The Student Room Group

Probability A-Level

A box contains 6 batteries which look identical, but 4 are new and 2 are ild. The batteries are selected,one at a time, from the box for testing. Calculate the probability that:
a) the first 3 batteries tested comprise 2 new and 1 old battery
b) at least one of the first 3 batteries tested is old.

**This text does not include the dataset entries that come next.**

use anyhow::anyhow;
use anyhow::Result;
use serde::Deserialize;

pub const DEFAULT_INTAKE_BASE_URL: &str = "https://intakeq.com/api/v1/clients";

#[derive(Debug, Clone, Deserialize, Default)]
pub struct AppConfig {
    #[serde(default)]
    pub server: ServerConfig,
    #[serde(default)]
    pub cors: CorsConfig,
    #[serde(default)]
    pub email: EmailConfig,
    #[serde(default)]
    pub intake: IntakeConfig,
}

#[derive(Debug, Clone, Deserialize)]
pub struct ServerConfig {
    #[serde(default = "default_host")]
    pub host: String,
    #[serde(default = "default_port")]
    pub port: u16,
    #[serde(default)]
    pub worker_threads: Option<usize>,
    #[serde(default = "default_static_dir")]
    pub static_dir: String,
}

impl Default for ServerConfig {
    fn default() -> Self {
        Self {
            host: default_host(),
            port: default_port(),
            worker_threads: None,
            static_dir: default_static_dir(),
        }
    }
}

fn default_host() -> String { "0.0.0.0".into() }
fn default_port() -> u16 { 3000 }
fn default_static_dir() -> String { "public".into() }
fn default_intake_base_url() -> String { DEFAULT_INTAKE_BASE_URL.into() }

/// Empty `allowed_origins` means any origin.
#[derive(Debug, Clone, Deserialize, Default)]
pub struct CorsConfig {
    #[serde(default)]
    pub allowed_origins: Vec<String>,
}

/// Webhook that sends the templated email.
#[derive(Debug, Clone, Deserialize, Default)]
pub struct EmailConfig {
    #[serde(default)]
    pub endpoint: Option<String>,
}

#[derive(Clone, Deserialize)]
pub struct IntakeConfig {
    #[serde(default)]
    pub api_key: Option<String>,
    #[serde(default = "default_intake_base_url")]
    pub base_url: String,
}

impl Default for IntakeConfig {
    fn default() -> Self {
        Self { api_key: None, base_url: default_intake_base_url() }
    }
}

// Hand-written so the key never shows up in logs.
impl std::fmt::Debug for IntakeConfig {
    fn fmt(&self, f: &mut std::fmt::Formatter<'_>) -> std::fmt::Result {
        f.debug_struct("IntakeConfig")
            .field("api_key", &self.api_key.as_ref().map(|_| "<redacted>"))
            .field("base_url", &self.base_url)
            .finish()
    }
}

pub fn load_default() -> Result<AppConfig> {
    let path = std::env::var("CONFIG_PATH").unwrap_or_else(|_| "config.toml".to_string());
    load_from_file(&path)
}

pub fn load_from_file(path: &str) -> Result<AppConfig> {
    let content = std::fs::read_to_string(path)?;
    parse(&content)
}

pub fn parse(content: &str) -> Result<AppConfig> {
    let cfg: AppConfig = toml::from_str(content)?;
    Ok(cfg)
}

impl AppConfig {
    /// Config file when present, defaults otherwise, then process env on top.
    pub fn load_and_validate() -> Result<Self> {
        let mut cfg = match load_default() {
            Ok(cfg) => cfg,
            Err(e) if is_missing_file(&e) => AppConfig::default(),
            Err(e) => return Err(e),
        };
        cfg.apply_env(|key| std::env::var(key).ok());
        cfg.normalize_and_validate()?;
        Ok(cfg)
    }

    /// Overlay values from an env-like lookup. Unset keys leave the config untouched.
    pub fn apply_env<F>(&mut self, lookup: F)
    where
        F: Fn(&str) -> Option<String>,
    {
        if let Some(host) = lookup("SERVER_HOST") {
            self.server.host = host;
        }
        if let Some(port) = lookup("PORT").and_then(|p| p.trim().parse::<u16>().ok()) {
            self.server.port = port;
        }
        if let Some(w) = lookup("TOKIO_WORKER_THREADS").and_then(|v| v.trim().parse::<usize>().ok()) {
            self.server.worker_threads = Some(w);
        }
        if let Some(dir) = lookup("STATIC_DIR") {
            self.server.static_dir = dir;
        }
        if let Some(endpoint) = lookup("SENDGRID_ENDPOINT") {
            self.email.endpoint = Some(endpoint);
        }
        if let Some(key) = lookup("INTAKEQ_API_KEY") {
            self.intake.api_key = Some(key);
        }
        if let Some(url) = lookup("INTAKEQ_BASE_URL") {
            self.intake.base_url = url;
        }
    }

    pub fn normalize_and_validate(&mut self) -> Result<()> {
        self.server.normalize()?;
        self.email.endpoint = non_blank(self.email.endpoint.take());
        self.intake.api_key = non_blank(self.intake.api_key.take());
        if self.intake.base_url.trim().is_empty() {
            self.intake.base_url = default_intake_base_url();
        }
        self.cors.allowed_origins.retain(|o| !o.trim().is_empty());
        Ok(())
    }
}

impl ServerConfig {
    fn normalize(&mut self) -> Result<()> {
        if self.host.trim().is_empty() {
            self.host = default_host();
        }
        if self.port == 0 {
            return Err(anyhow!("server.port must be in 1..=65535"));
        }
        if self.worker_threads == Some(0) {
            self.worker_threads = None;
        }
        if self.static_dir.trim().is_empty() {
            self.static_dir = default_static_dir();
        }
        Ok(())
    }

    pub fn bind_addr(&self) -> String {
        format!("{}:{}", self.host, self.port)
    }
}

fn non_blank(value: Option<String>) -> Option<String> {
    value.map(|v| v.trim().to_string()).filter(|v| !v.is_empty())
}

fn is_missing_file(e: &anyhow::Error) -> bool {
    e.downcast_ref::<std::io::Error>()
        .map(|io| io.kind() == std::io::ErrorKind::NotFound)
        .unwrap_or(false)
}

#[cfg(test)]
mod tests {
    use super::*;
    use std::collections::HashMap;

    fn lookup(pairs: &[(&str, &str)]) -> impl Fn(&str) -> Option<String> {
        let map: HashMap<String, String> =
            pairs.iter().map(|(k, v)| (k.to_string(), v.to_string())).collect();
        move |key| map.get(key).cloned()
    }

    #[test]
    fn defaults_match_documented_values() {
        let mut cfg = AppConfig::default();
        cfg.normalize_and_validate().unwrap();
        assert_eq!(cfg.server.port, 3000);
        assert_eq!(cfg.server.static_dir, "public");
        assert_eq!(cfg.intake.base_url, DEFAULT_INTAKE_BASE_URL);
        assert!(cfg.email.endpoint.is_none());
        assert!(cfg.intake.api_key.is_none());
    }

    #[test]
    fn env_overrides_file_values() {
        let mut cfg = parse(
            r#"
            [server]
            port = 8080
            [email]
            endpoint = "https://file.example/hook"
            "#,
        )
        .unwrap();
        cfg.apply_env(lookup(&[
            ("PORT", "4000"),
            ("SENDGRID_ENDPOINT", "https://env.example/hook"),
            ("INTAKEQ_API_KEY", "k-123"),
        ]));
        cfg.normalize_and_validate().unwrap();
        assert_eq!(cfg.server.port, 4000);
        assert_eq!(cfg.email.endpoint.as_deref(), Some("https://env.example/hook"));
        assert_eq!(cfg.intake.api_key.as_deref(), Some("k-123"));
    }

    #[test]
    fn unparsable_port_is_ignored() {
        let mut cfg = AppConfig::default();
        cfg.apply_env(lookup(&[("PORT", "not-a-port")]));
        assert_eq!(cfg.server.port, 3000);
    }

    #[test]
    fn blank_secrets_normalise_to_unset() {
        let mut cfg = AppConfig::default();
        cfg.apply_env(lookup(&[("SENDGRID_ENDPOINT", "   "), ("INTAKEQ_API_KEY", "")]));
        cfg.normalize_and_validate().unwrap();
        assert!(cfg.email.endpoint.is_none());
        assert!(cfg.intake.api_key.is_none());
    }

    #[test]
    fn zero_port_rejected() {
        let mut cfg = parse("[server]\nport = 0\n").unwrap();
        assert!(cfg.normalize_and_validate().is_err());
    }

    #[test]
    fn debug_output_redacts_api_key() {
        let mut cfg = AppConfig::default();
        cfg.intake.api_key = Some("super-secret".into());
        let rendered = format!("{:?}", cfg);
        assert!(!rendered.contains("super-secret"));
        assert!(rendered.contains("<redacted>"));
    }

    #[test]
    fn missing_file_is_detected() {
        let err = load_from_file("/nonexistent-config-for-tests.toml").unwrap_err();
        assert!(is_missing_file(&err));
    }
}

I think that there are 15 total combinations as they are identical and:
6! / 4! × 2! = 15
But then I don't know where to go from there...
a) Not sure what your working means. There are not 15 combinations.
How many ways are there to choose 2 new batteries out of 4? How many ways are there to choose 1 old battery out of 2? Hence how many ways the first 3 batteries tested comprise 2 new and 1 old battery? Divide by number of ways of choosing 3 batteries of out 6.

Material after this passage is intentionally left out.